//! Interrupt Dispatch Table
//!
//! Sixteen slots, one per core id. Core 0 is the transport itself and can
//! never hold a driver's handler. Registrations live as long as the table.

use std::cell::RefCell;
use std::rc::Rc;

use log::{debug, error, warn};

use crate::packet::{CoreId, NUM_CORES};
use crate::{InterruptHandler, Result, TransportError};

pub struct InterruptTable {
    slots: RefCell<[Option<Rc<dyn InterruptHandler>>; NUM_CORES]>,
}

impl Default for InterruptTable {
    fn default() -> Self {
        Self::new()
    }
}

impl InterruptTable {
    pub fn new() -> Self {
        Self {
            slots: RefCell::new(std::array::from_fn(|_| None)),
        }
    }

    /// Install `handler` for `core_id`
    ///
    /// # Arguments
    /// * `core_id` - Peripheral core, 1-15
    /// * `handler` - Invoked with the bus whenever the core's pending bit is set
    ///
    /// # Returns
    /// The validated core id
    ///
    /// # Errors
    /// [`TransportError::InvalidCore`] for core 0 or ids >= 16. The table is
    /// left unchanged.
    pub fn register(&self, core_id: u8, handler: Rc<dyn InterruptHandler>) -> Result<CoreId> {
        let core = match CoreId::new(core_id) {
            Some(core) if !core.is_reserved() => core,
            _ => {
                error!("cannot register interrupt handler for core {}", core_id);
                return Err(TransportError::InvalidCore { core: core_id });
            }
        };

        let previous = self.slots.borrow_mut()[core.index()].replace(handler);
        if previous.is_some() {
            warn!("core {}: interrupt handler replaced", core);
        } else {
            debug!("core {}: interrupt handler registered", core);
        }
        Ok(core)
    }

    /// Clone of the handler for `core`, so the table is not borrowed while
    /// the handler runs
    pub fn handler(&self, core: CoreId) -> Option<Rc<dyn InterruptHandler>> {
        self.slots.borrow()[core.index()].clone()
    }

    pub fn is_registered(&self, core: CoreId) -> bool {
        self.slots.borrow()[core.index()].is_some()
    }

    pub fn registered_cores(&self) -> Vec<CoreId> {
        CoreId::peripherals()
            .filter(|core| self.is_registered(*core))
            .collect()
    }
}

#[cfg(test)]
mod tests {
    use super::*;
    use crate::{FpgaBus, ProtocolError};
    use std::cell::Cell;

    struct NullBus;

    impl FpgaBus for NullBus {
        fn exchange(&self, _: usize, _: &mut [u8]) -> core::result::Result<usize, ProtocolError> {
            Err(ProtocolError::NotSendable)
        }

        fn register_interrupt_handler(&self, _: u8, _: Rc<dyn InterruptHandler>) -> Result<()> {
            Ok(())
        }
    }

    fn noop() -> Rc<dyn InterruptHandler> {
        Rc::new(|_: &dyn FpgaBus| {})
    }

    #[test]
    fn test_register_and_lookup() {
        let table = InterruptTable::new();
        let core = table.register(3, noop()).unwrap();
        assert_eq!(core.get(), 3);
        assert!(table.handler(core).is_some());
        assert!(table.handler(CoreId::new(4).unwrap()).is_none());
        assert_eq!(table.registered_cores(), vec![core]);
    }

    #[test]
    fn test_reserved_and_out_of_range_cores() {
        let table = InterruptTable::new();
        assert!(matches!(
            table.register(0, noop()),
            Err(TransportError::InvalidCore { core: 0 })
        ));
        assert!(matches!(
            table.register(16, noop()),
            Err(TransportError::InvalidCore { core: 16 })
        ));
        assert!(table.registered_cores().is_empty());
    }

    #[test]
    fn test_last_registration_wins() {
        struct Tagged(Rc<Cell<u8>>, u8);
        impl InterruptHandler for Tagged {
            fn on_interrupt(&self, _bus: &dyn FpgaBus) {
                self.0.set(self.1);
            }
        }

        let table = InterruptTable::new();
        let seen = Rc::new(Cell::new(0));
        table.register(5, Rc::new(Tagged(Rc::clone(&seen), 1))).unwrap();
        table.register(5, Rc::new(Tagged(Rc::clone(&seen), 2))).unwrap();

        let core = CoreId::new(5).unwrap();
        table.handler(core).unwrap().on_interrupt(&NullBus);
        assert_eq!(seen.get(), 2);
    }

    #[test]
    fn test_handler_clone_does_not_hold_the_table() {
        let table = Rc::new(InterruptTable::new());
        let t = Rc::clone(&table);
        table
            .register(
                2,
                Rc::new(move |_: &dyn FpgaBus| {
                    t.register(7, noop()).unwrap();
                }),
            )
            .unwrap();

        let handler = table.handler(CoreId::new(2).unwrap()).unwrap();
        handler.on_interrupt(&NullBus);
        assert!(table.is_registered(CoreId::new(7).unwrap()));
    }
}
= = = = =
*TASK DETAILS*
Copy the lines from the entries above in which the word "slots" appears.

*EXERCISE OUTPUT*
//! Sixteen slots, one per core id. Core 0 is the transport itself and can
    slots: RefCell<[Option<Rc<dyn InterruptHandler>>; NUM_CORES]>,
            slots: RefCell::new(std::array::from_fn(|_| None)),
        let previous = self.slots.borrow_mut()[core.index()].replace(handler);
        self.slots.borrow()[core.index()].clone()
        self.slots.borrow()[core.index()].is_some()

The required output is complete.